EFFECTS OF AN ORALLY ACTIVE VASOPRESSIN V(1)-RECEPTOR ANTAGONIST

1. This paper reports on the in vitro and in vivo characteristics of a non-peptide vasopressin V1 receptor antagonist 1-{1-[4-(3-acetylaminopropoxy)benzoyl]-4-piperidyl}-3,4-dihydro-2(1H)-quinolinone (OPC-21268). 2. OPC-21268 caused a concentration-dependent displacement of the selective V1 receptor antagonist radioligand, [I-125]-[d(CH2)5, sarcosine7]AVP from vasopressin V1 receptors in rat liver and kidney membranes, inhibitory concentration of 50% (IC50) 4 x 10(-8), 0.3 mol/L liver and 1.5 x 10(-8), 0.2 mol/L kidney.

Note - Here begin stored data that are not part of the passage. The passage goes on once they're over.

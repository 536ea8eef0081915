use crate::infra::{config::AppConfig, error::AppError};

pub trait ConfigAdapter {
    fn load(&self) -> Result<AppConfig, AppError>;
}
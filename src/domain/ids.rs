use std::fmt;

use serde::{Deserialize, Serialize};

/// Separator used when joining two participant ids into a chat id.
/// User ids are rejected if they contain it, so a chat id always splits back
/// into exactly two participants.
pub const CHAT_ID_SEPARATOR: char = '_';

#[derive(Debug, Clone, PartialEq, Eq, thiserror::Error)]
pub enum InvalidId {
    #[error("id must not be empty")]
    Empty,
    #[error("id must not contain the chat id separator")]
    ContainsSeparator,
    #[error("chat id must join exactly two participant ids")]
    MalformedChatId,
}

/// Stable identity handed out by the auth provider.
#[derive(Debug, Clone, PartialEq, Eq, PartialOrd, Ord, Hash, Serialize, Deserialize)]
#[serde(try_from = "String", into = "String")]
pub struct UserId(String);

impl UserId {
    pub fn parse(raw: impl Into<String>) -> Result<Self, InvalidId> {
        let raw = raw.into();
        if raw.is_empty() {
            return Err(InvalidId::Empty);
        }
        if raw.contains(CHAT_ID_SEPARATOR) {
            return Err(InvalidId::ContainsSeparator);
        }

        Ok(Self(raw))
    }
}

impl TryFrom<String> for UserId {
    type Error = InvalidId;

    fn try_from(value: String) -> Result<Self, Self::Error> {
        Self::parse(value)
    }
}

impl From<UserId> for String {
    fn from(value: UserId) -> Self {
        value.0
    }
}

impl fmt::Display for UserId {
    fn fmt(&self, f: &mut fmt::Formatter<'_>) -> fmt::Result {
        f.write_str(&self.0)
    }
}

/// Canonical key of a one-to-one chat. Only constructed through
/// [`crate::domain::chat_identity::derive_chat_id`] or by parsing a stored key.
#[derive(Debug, Clone, PartialEq, Eq, PartialOrd, Ord, Hash, Serialize, Deserialize)]
#[serde(try_from = "String", into = "String")]
pub struct ChatId(String);

impl ChatId {
    pub(crate) fn from_sorted(first: &UserId, second: &UserId) -> Self {
        Self(format!("{first}{CHAT_ID_SEPARATOR}{second}"))
    }

    pub fn parse(raw: impl Into<String>) -> Result<Self, InvalidId> {
        let raw = raw.into();
        let mut parts = raw.split(CHAT_ID_SEPARATOR);
        match (parts.next(), parts.next(), parts.next()) {
            (Some(a), Some(b), None) if !a.is_empty() && !b.is_empty() && a < b => Ok(Self(raw)),
            _ => Err(InvalidId::MalformedChatId),
        }
    }

    /// Returns the two participant ids encoded in the key, in sorted order.
    pub fn participants(&self) -> (UserId, UserId) {
        let (first, second) = self
            .0
            .split_once(CHAT_ID_SEPARATOR)
            .unwrap_or((self.0.as_str(), ""));
        (UserId(first.to_owned()), UserId(second.to_owned()))
    }

    pub fn involves(&self, user: &UserId) -> bool {
        let (first, second) = self.participants();
        &first == user || &second == user
    }
}

impl TryFrom<String> for ChatId {
    type Error = InvalidId;

    fn try_from(value: String) -> Result<Self, Self::Error> {
        Self::parse(value)
    }
}

impl From<ChatId> for String {
    fn from(value: ChatId) -> Self {
        value.0
    }
}

impl fmt::Display for ChatId {
    fn fmt(&self, f: &mut fmt::Formatter<'_>) -> fmt::Result {
        f.write_str(&self.0)
    }
}

/// Store-assigned message identifier.
#[derive(Debug, Clone, PartialEq, Eq, PartialOrd, Ord, Hash, Serialize, Deserialize)]
#[serde(transparent)]
pub struct MessageId(String);

impl MessageId {
    pub fn new(raw: impl Into<String>) -> Self {
        Self(raw.into())
    }
}

impl fmt::Display for MessageId {
    fn fmt(&self, f: &mut fmt::Formatter<'_>) -> fmt::Result {
        f.write_str(&self.0)
    }
}
use std::path::{Path, PathBuf};

use crate::infra::{
    config::{load, AppConfig},
    contracts::ConfigAdapter,
    error::AppError,
};

/// Loads `AppConfig` from a TOML file, falling back to defaults when the file
/// is absent.
#[derive(Debug, Clone, Default)]
pub struct FileConfigAdapter {
    path: Option<PathBuf>,
}

impl FileConfigAdapter {
    pub fn new(path: Option<&Path>) -> Self {
        Self {
            path: path.map(Path::to_path_buf),
        }
    }
}

impl ConfigAdapter for FileConfigAdapter {
    fn load(&self) -> Result<AppConfig, AppError> {
        load(self.path.as_deref())
    }
}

OPC-21268 had little effect on the seleCtive V2 antagonist radioligand [H-3]desGly-NH29-d(CH2)5[D-Ileu2, Ileu4]AVP binding to V2 receptors in renal membranes (IC50 > 10(-4) mol/L). 3. After oral administration to rats, OPC-21268 was an effective V1 antagonist to both liver and kidney V1 receptors, in a dose-dependent manner. 4. These studies confirm that OPC-21268 is a potent non-peptide, orally effective V1 vasopressin receptor antagonist.